=== Problem description ===
Keeping each word and mark in place, write out the full listing once more.

=== Records for this task ===
* * *
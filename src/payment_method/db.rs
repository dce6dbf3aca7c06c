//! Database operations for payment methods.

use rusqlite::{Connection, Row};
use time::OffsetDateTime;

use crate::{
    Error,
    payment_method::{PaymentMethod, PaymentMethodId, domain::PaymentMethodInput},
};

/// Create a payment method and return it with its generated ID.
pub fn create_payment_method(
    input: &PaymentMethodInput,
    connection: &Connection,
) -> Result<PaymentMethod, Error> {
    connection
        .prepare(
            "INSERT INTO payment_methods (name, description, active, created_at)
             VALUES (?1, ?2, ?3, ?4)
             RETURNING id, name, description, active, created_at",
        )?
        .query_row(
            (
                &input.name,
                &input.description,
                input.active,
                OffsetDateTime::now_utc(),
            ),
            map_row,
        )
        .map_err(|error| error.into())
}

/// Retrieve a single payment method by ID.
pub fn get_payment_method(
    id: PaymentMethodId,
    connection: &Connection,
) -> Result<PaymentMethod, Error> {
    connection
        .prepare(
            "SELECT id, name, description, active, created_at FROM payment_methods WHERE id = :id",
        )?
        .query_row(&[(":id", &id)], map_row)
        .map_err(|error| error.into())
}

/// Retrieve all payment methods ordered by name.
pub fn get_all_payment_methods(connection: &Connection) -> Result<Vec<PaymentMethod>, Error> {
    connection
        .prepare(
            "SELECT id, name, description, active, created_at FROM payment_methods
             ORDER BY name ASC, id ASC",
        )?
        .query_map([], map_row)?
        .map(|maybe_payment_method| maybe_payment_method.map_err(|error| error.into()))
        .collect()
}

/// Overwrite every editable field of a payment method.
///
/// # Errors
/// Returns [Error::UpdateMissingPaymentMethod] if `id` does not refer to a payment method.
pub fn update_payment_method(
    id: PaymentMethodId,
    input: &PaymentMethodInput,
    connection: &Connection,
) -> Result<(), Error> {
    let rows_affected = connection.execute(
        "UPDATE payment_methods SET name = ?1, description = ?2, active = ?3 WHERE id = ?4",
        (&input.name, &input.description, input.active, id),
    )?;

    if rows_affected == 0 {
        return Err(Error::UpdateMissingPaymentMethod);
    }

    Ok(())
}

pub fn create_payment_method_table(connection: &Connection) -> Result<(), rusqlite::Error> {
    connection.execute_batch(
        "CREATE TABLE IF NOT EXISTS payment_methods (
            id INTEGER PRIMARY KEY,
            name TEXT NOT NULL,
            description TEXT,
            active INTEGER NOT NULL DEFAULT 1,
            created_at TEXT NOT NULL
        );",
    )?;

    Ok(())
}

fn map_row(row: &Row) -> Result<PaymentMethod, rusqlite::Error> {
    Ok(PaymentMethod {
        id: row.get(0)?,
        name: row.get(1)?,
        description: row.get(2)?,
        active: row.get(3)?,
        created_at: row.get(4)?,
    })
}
* * *
=== Your solution ===
filename src/payment_method/db.rs
repository dce6dbf3aca7c06c
//! Database operations for payment methods.

use rusqlite::{Connection, Row};
use time::OffsetDateTime;

use crate::{
    Error,
    payment_method::{PaymentMethod, PaymentMethodId, domain::PaymentMethodInput},
};

/// Create a payment method and return it with its generated ID.
pub fn create_payment_method(
    input: &PaymentMethodInput,
    connection: &Connection,
) -> Result<PaymentMethod, Error> {
    connection
        .prepare(
            "INSERT INTO payment_methods (name, description, active, created_at)
             VALUES (?1, ?2, ?3, ?4)
             RETURNING id, name, description, active, created_at",
        )?
        .query_row(
            (
                &input.name,
                &input.description,
                input.active,
                OffsetDateTime::now_utc(),
            ),
            map_row,
        )
        .map_err(|error| error.into())
}

/// Retrieve a single payment method by ID.
pub fn get_payment_method(
    id: PaymentMethodId,
    connection: &Connection,
) -> Result<PaymentMethod, Error> {
    connection
        .prepare(
            "SELECT id, name, description, active, created_at FROM payment_methods WHERE id = :id",
        )?
        .query_row(&[(":id", &id)], map_row)
        .map_err(|error| error.into())
}

/// Retrieve all payment methods ordered by name.
pub fn get_all_payment_methods(connection: &Connection) -> Result<Vec<PaymentMethod>, Error> {
    connection
        .prepare(
            "SELECT id, name, description, active, created_at FROM payment_methods
             ORDER BY name ASC, id ASC",
        )?
        .query_map([], map_row)?
        .map(|maybe_payment_method| maybe_payment_method.map_err(|error| error.into()))
        .collect()
}

/// Overwrite every editable field of a payment method.
///
/// # Errors
/// Returns [Error::UpdateMissingPaymentMethod] if `id` does not refer to a payment method.
pub fn update_payment_method(
    id: PaymentMethodId,
    input: &PaymentMethodInput,
    connection: &Connection,
) -> Result<(), Error> {
    let rows_affected = connection.execute(
        "UPDATE payment_methods SET name = ?1, description = ?2, active = ?3 WHERE id = ?4",
        (&input.name, &input.description, input.active, id),
    )?;

    if rows_affected == 0 {
        return Err(Error::UpdateMissingPaymentMethod);
    }

    Ok(())
}

pub fn create_payment_method_table(connection: &Connection) -> Result<(), rusqlite::Error> {
    connection.execute_batch(
        "CREATE TABLE IF NOT EXISTS payment_methods (
            id INTEGER PRIMARY KEY,
            name TEXT NOT NULL,
            description TEXT,
            active INTEGER NOT NULL DEFAULT 1,
            created_at TEXT NOT NULL
        );",
    )?;

    Ok(())
}

fn map_row(row: &Row) -> Result<PaymentMethod, rusqlite::Error> {
    Ok(PaymentMethod {
        id: row.get(0)?,
        name: row.get(1)?,
        description: row.get(2)?,
        active: row.get(3)?,
        created_at: row.get(4)?,
    })
}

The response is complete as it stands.